- Sanke postcard #595, showing Otto Kissenberth
- Born: 26 February 1893 Landshut, Kingdom of Bavaria, German Empire
- Died: 2 August 1919 (aged 26) Bavarian Alps
- Allegiance: German Empire
- Branch: Luftstreitkräfte
- Service years: 1914–1918
- Rank: Oberleutnant
- Unit: Flieger-Abteilung (Flier Detachment) 8b; Flieger-Abteilung (Flier Detachment) 9b; Kampfeinsitzerkommando (Combat Single-Seater Command) Einsisheim; Jagdstaffel 16; Jagdstaffel 23
- Awards: Pour le Mérite; Knight's Cross of the Hohenzollern House Order; Bavarian Military Merit Cross; Württemberg's Friedrich Order; Baden's Order of the Zähringer Lion; Iron Cross Second and First Class

= Otto Kissenberth =

Otto Kissenberth (26 February 1893 - 2 August 1919) was a German flying ace of World War I credited with 20 aerial victories. He was a prewar mechanical engineer who joined the German air service in 1914. After being trained and after serving as a reconnaissance pilot, he became one of the first German fighter pilots, flying with Kampfeinsitzerkommando (Combat Single-Seater Command) KEK Einsisheim.
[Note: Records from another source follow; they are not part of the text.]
use std::str::FromStr;

use chrono::NaiveDate;
use rusqlite::{params, Connection};
use uuid::Uuid;

use crate::db::DatabaseError;
use crate::models::{BusinessUnit, Source};

/// A downstream medical event attached to a canonical patient. The engine
/// never interprets protocols; they matter because merges must carry their
/// canonical references over to the winning side.
#[derive(Debug, Clone, serde::Serialize)]
pub struct Protocol {
    pub protocol_id: i64,
    pub canonical_id: Uuid,
    pub source: Source,
    pub business_unit: Option<BusinessUnit>,
    pub protocol_date: Option<NaiveDate>,
    pub doctor: Option<String>,
    pub protocol_name: Option<String>,
    pub service_name: Option<String>,
    pub service_code: Option<String>,
}

#[derive(Debug, Clone)]
pub struct NewProtocol {
    pub canonical_id: Uuid,
    pub source: Source,
    pub business_unit: Option<BusinessUnit>,
    pub protocol_date: Option<NaiveDate>,
    pub doctor: Option<String>,
    pub protocol_name: Option<String>,
    pub service_name: Option<String>,
    pub service_code: Option<String>,
}

pub fn insert_protocol(conn: &Connection, p: &NewProtocol) -> Result<i64, DatabaseError> {
    conn.execute(
        "INSERT INTO protocols (canonical_id, source, business_unit, protocol_date, doctor,
         protocol_name, service_name, service_code)
         VALUES (?1, ?2, ?3, ?4, ?5, ?6, ?7, ?8)",
        params![
            p.canonical_id.to_string(),
            p.source.as_str(),
            p.business_unit.map(|b| b.as_str()),
            p.protocol_date.map(|d| d.to_string()),
            p.doctor,
            p.protocol_name,
            p.service_name,
            p.service_code,
        ],
    )?;
    Ok(conn.last_insert_rowid())
}

/// A patient's protocols, most recent date first.
pub fn protocols_for_canonical(
    conn: &Connection,
    canonical_id: &Uuid,
) -> Result<Vec<Protocol>, DatabaseError> {
    let mut stmt = conn.prepare(
        "SELECT protocol_id, canonical_id, source, business_unit, protocol_date, doctor,
                protocol_name, service_name, service_code
         FROM protocols WHERE canonical_id = ?1 ORDER BY protocol_date DESC, protocol_id DESC",
    )?;
    let rows = stmt.query_map(params![canonical_id.to_string()], |row| {
        Ok((
            row.get::<_, i64>(0)?,
            row.get::<_, String>(1)?,
            row.get::<_, String>(2)?,
            row.get::<_, Option<String>>(3)?,
            row.get::<_, Option<String>>(4)?,
            row.get::<_, Option<String>>(5)?,
            row.get::<_, Option<String>>(6)?,
            row.get::<_, Option<String>>(7)?,
            row.get::<_, Option<String>>(8)?,
        ))
    })?;

    let mut protocols = Vec::new();
    for row in rows {
        let (protocol_id, canonical_id, source, business_unit, protocol_date, doctor,
            protocol_name, service_name, service_code) = row?;
        protocols.push(Protocol {
            protocol_id,
            canonical_id: Uuid::parse_str(&canonical_id)
                .map_err(|e| DatabaseError::ConstraintViolation(e.to_string()))?,
            source: Source::from_str(&source)?,
            business_unit: business_unit
                .as_deref()
                .map(BusinessUnit::from_str)
                .transpose()?,
            protocol_date: protocol_date
                .and_then(|d| NaiveDate::parse_from_str(&d, "%Y-%m-%d").ok()),
            doctor,
            protocol_name,
            service_name,
            service_code,
        });
    }
    Ok(protocols)
}

pub fn count_protocols(conn: &Connection, canonical_id: &Uuid) -> Result<i64, DatabaseError> {
    let count = conn.query_row(
        "SELECT COUNT(*) FROM protocols WHERE canonical_id = ?1",
        params![canonical_id.to_string()],
        |row| row.get(0),
    )?;
    Ok(count)
}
He scored six victories with this unit as it morphed into a fighter squadron, Jagdstaffel 16. His success brought him command of Jagdstaffel 23 on 4 August 1917. He would run his victory tally to 20, downing his final victim using a captured British Sopwith Camel on 20 May 1918. Nine days later, a crash while flying the Camel ended Kissenberth's combat career. His injuries were severe enough he was not returned to combat, instead being assigned to command Schleissheim's flying school. Although Otto Kissenberth survived the war, he died soon after in a mountaineering accident on 2 August 1919.

==Early life==
Born in Landshut, Bavaria, in 1893, Kissenberth studied at Grenoble University before completing an engineering degree in Munich and then working for the Gustav Otto aircraft works as a mechanical engineer.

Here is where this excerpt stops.